>>>

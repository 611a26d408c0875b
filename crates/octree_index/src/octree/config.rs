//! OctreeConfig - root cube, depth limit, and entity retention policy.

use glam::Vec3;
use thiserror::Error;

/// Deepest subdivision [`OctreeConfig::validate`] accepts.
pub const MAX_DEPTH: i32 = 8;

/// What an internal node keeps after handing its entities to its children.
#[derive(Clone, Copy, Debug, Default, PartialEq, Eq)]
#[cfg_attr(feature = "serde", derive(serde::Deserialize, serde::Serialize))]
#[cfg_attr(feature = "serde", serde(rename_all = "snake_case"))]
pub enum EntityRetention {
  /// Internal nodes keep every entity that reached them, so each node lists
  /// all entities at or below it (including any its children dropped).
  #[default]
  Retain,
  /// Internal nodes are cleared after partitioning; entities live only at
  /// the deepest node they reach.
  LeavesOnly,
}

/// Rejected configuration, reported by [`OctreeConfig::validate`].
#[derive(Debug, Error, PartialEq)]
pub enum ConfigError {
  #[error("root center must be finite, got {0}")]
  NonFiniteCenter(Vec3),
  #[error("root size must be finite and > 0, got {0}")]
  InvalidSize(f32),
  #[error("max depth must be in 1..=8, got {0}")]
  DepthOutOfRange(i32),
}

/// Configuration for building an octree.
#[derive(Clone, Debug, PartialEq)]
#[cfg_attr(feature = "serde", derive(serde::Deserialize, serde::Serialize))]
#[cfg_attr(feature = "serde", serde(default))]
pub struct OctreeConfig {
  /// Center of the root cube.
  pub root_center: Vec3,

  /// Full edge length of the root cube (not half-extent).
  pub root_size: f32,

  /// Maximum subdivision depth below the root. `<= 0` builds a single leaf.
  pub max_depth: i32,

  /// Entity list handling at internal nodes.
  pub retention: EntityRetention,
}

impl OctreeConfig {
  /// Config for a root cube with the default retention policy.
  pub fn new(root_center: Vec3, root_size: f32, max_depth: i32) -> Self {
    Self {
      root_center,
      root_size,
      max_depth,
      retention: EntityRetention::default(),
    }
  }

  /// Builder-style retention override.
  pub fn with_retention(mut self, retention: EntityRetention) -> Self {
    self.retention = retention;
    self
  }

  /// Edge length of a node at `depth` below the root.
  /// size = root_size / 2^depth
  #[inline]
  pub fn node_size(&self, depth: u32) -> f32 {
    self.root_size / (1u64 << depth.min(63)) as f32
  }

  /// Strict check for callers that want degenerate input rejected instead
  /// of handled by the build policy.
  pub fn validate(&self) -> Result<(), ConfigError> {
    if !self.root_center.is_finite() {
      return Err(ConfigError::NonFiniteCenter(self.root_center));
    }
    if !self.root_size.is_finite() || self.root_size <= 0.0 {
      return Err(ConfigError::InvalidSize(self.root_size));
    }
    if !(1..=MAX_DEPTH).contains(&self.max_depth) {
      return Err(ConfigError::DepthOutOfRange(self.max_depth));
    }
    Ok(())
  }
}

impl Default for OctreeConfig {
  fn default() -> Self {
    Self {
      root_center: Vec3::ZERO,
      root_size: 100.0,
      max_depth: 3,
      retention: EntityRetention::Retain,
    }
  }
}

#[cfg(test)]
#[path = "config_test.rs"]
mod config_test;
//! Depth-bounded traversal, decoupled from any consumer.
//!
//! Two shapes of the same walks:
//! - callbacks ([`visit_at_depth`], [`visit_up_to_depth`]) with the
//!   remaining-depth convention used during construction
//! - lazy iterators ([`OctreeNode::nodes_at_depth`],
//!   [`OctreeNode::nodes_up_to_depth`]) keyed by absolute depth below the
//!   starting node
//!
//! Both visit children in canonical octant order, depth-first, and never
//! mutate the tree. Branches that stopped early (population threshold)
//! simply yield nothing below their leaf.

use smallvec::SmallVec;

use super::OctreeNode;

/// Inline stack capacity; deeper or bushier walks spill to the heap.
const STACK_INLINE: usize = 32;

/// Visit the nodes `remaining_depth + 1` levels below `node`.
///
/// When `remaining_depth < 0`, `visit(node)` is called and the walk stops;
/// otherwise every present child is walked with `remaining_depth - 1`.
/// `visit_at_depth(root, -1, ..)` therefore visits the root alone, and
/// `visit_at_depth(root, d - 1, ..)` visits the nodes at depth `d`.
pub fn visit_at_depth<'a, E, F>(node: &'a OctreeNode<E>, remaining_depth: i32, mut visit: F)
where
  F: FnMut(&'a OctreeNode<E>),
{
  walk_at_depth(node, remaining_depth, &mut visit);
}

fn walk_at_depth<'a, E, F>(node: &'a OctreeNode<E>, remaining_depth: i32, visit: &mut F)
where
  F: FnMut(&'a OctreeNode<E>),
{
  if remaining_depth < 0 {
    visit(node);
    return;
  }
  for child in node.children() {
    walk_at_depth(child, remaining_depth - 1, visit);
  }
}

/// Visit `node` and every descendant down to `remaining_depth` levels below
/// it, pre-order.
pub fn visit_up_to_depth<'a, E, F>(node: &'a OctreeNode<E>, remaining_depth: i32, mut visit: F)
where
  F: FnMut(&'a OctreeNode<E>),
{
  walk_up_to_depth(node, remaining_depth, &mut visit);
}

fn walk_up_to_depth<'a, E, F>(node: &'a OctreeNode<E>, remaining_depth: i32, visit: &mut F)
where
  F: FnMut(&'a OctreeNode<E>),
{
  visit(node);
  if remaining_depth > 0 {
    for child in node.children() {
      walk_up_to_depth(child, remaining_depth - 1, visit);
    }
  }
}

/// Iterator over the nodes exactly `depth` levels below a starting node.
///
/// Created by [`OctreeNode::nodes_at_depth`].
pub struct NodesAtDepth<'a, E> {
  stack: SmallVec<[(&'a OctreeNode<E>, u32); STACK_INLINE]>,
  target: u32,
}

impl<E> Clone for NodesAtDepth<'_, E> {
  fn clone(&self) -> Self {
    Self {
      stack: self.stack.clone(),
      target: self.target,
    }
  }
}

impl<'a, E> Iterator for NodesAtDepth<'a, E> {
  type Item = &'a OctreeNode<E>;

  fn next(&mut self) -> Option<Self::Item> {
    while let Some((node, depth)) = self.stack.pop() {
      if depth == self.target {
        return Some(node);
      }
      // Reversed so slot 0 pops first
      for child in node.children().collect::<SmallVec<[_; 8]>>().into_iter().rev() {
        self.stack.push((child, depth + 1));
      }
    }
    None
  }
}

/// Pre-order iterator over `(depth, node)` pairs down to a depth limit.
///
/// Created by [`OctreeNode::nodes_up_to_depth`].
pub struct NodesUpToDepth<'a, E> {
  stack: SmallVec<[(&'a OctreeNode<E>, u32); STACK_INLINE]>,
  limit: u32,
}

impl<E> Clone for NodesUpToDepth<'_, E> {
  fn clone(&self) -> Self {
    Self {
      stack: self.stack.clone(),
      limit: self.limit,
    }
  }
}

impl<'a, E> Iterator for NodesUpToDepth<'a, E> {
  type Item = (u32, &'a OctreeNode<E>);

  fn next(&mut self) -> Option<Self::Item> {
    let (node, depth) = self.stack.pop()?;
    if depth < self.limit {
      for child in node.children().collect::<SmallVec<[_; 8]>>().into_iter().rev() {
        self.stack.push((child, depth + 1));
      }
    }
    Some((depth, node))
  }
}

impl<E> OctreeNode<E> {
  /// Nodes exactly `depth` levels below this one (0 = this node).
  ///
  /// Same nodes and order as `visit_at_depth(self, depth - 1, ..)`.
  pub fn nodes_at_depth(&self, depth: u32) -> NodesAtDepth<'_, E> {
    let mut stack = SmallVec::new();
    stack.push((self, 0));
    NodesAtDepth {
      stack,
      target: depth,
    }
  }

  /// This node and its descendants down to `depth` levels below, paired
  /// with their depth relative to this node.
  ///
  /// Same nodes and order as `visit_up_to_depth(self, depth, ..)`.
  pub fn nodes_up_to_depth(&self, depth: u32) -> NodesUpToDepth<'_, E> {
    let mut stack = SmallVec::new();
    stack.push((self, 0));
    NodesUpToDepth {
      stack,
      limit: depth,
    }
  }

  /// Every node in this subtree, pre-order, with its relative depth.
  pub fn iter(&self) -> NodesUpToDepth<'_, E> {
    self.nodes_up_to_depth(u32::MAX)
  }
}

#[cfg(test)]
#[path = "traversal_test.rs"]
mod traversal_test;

<<<

◆ Description of the task:
Look above for the line holding "root_size / 2^depth". Print it and every line after it, exactly, through the line holding "pub fn validate(&self)".

◆ Your solution:
  /// size = root_size / 2^depth
  #[inline]
  pub fn node_size(&self, depth: u32) -> f32 {
    self.root_size / (1u64 << depth.min(63)) as f32
  }

  /// Strict check for callers that want degenerate input rejected instead
  /// of handled by the build policy.
  pub fn validate(&self) -> Result<(), ConfigError> {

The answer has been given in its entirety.